What happens next is important. The boys sigh. They close their eyes and slope their shoulders, deflated. Then they reach into their Rube Goldberg machine, checking wires and levers and sensors, looking for the link that failed. It’s at the very end: The battery in the cassette player was not set flush against the connector plate.
“This is the way real research works,” says Chuck Yeung, professor of physics at Penn State Behrend and coordinator of the regional Science Olympiad. “It usually takes many failed attempts before an experiment works the way you want it to. The important thing is to learn from each attempt.”
The regional Olympiad tests students’ knowledge in 46 different events. Teams earn points for demonstrating their fluency in anatomy, astronomy, chemistry, ecology, herpetology and materials science, among other topics.
Sometimes they falter. Balsa-wood towers collapse. Mousetrap-powered cars veer off course.
That’s part of the process. Real scientists fail, too. It’s how they learn what works.
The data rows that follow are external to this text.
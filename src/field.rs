//! BN254 scalar-field helpers.
//!
//! Wire formats follow the matching engine's parser: hashes and access keys
//! travel as lowercase hex with no `0x` prefix and no padding, prices and
//! volumes as decimal strings. On-chain values are `uint256` in little-endian
//! byte order relative to the field representation.

use ark_bn254::Fr;
use ark_ff::{BigInteger, PrimeField};
use ethers::types::U256;
use num_bigint::BigUint;

use crate::error::ClientError;

/// The BN254 scalar modulus as a big integer, for range checks and rejection
/// sampling.
pub fn modulus() -> BigUint {
    Fr::MODULUS.into()
}

pub fn fr_to_hex(value: &Fr) -> String {
    BigUint::from(value.into_bigint()).to_str_radix(16)
}

pub fn fr_to_dec(value: &Fr) -> String {
    BigUint::from(value.into_bigint()).to_str_radix(10)
}

pub fn fr_from_hex(text: &str) -> Result<Fr, ClientError> {
    fr_from_radix(text.trim_start_matches("0x"), 16)
}

pub fn fr_from_dec(text: &str) -> Result<Fr, ClientError> {
    fr_from_radix(text, 10)
}

fn fr_from_radix(text: &str, radix: u32) -> Result<Fr, ClientError> {
    let value = BigUint::parse_bytes(text.as_bytes(), radix).ok_or_else(|| {
        ClientError::MalformedMessage(format!("not a base-{radix} field element: {text:?}"))
    })?;
    if value >= modulus() {
        return Err(ClientError::MalformedMessage(format!(
            "value exceeds the scalar modulus: {text:?}"
        )));
    }
    Ok(Fr::from(value))
}

pub fn fr_to_u256(value: &Fr) -> U256 {
    U256::from_little_endian(&value.into_bigint().to_bytes_le())
}

pub fn u256_to_fr(value: &U256) -> Fr {
    let mut bytes = [0u8; 32];
    value.to_little_endian(&mut bytes);
    Fr::from_le_bytes_mod_order(&bytes)
}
The goal is to learn from it, and to move forward with the process. The top nine teams at the regional Science Olympiad advance to the state finals at Juniata College on April 28. Northwest Pennsylvania Collegiate Academy made the cut, so McDonald, Britton and their teammates will have another chance to press “Play” on that cassette tape.
It motivates them, Britton says. “You sit in class sometimes, and you wonder, ‘How am I ever going to use this? What good is it?’” he says. “Then you take on a project like this, and you see that it has meaning, and there’s a reason they’re teaching this stuff, and maybe you start to pay a little more attention.”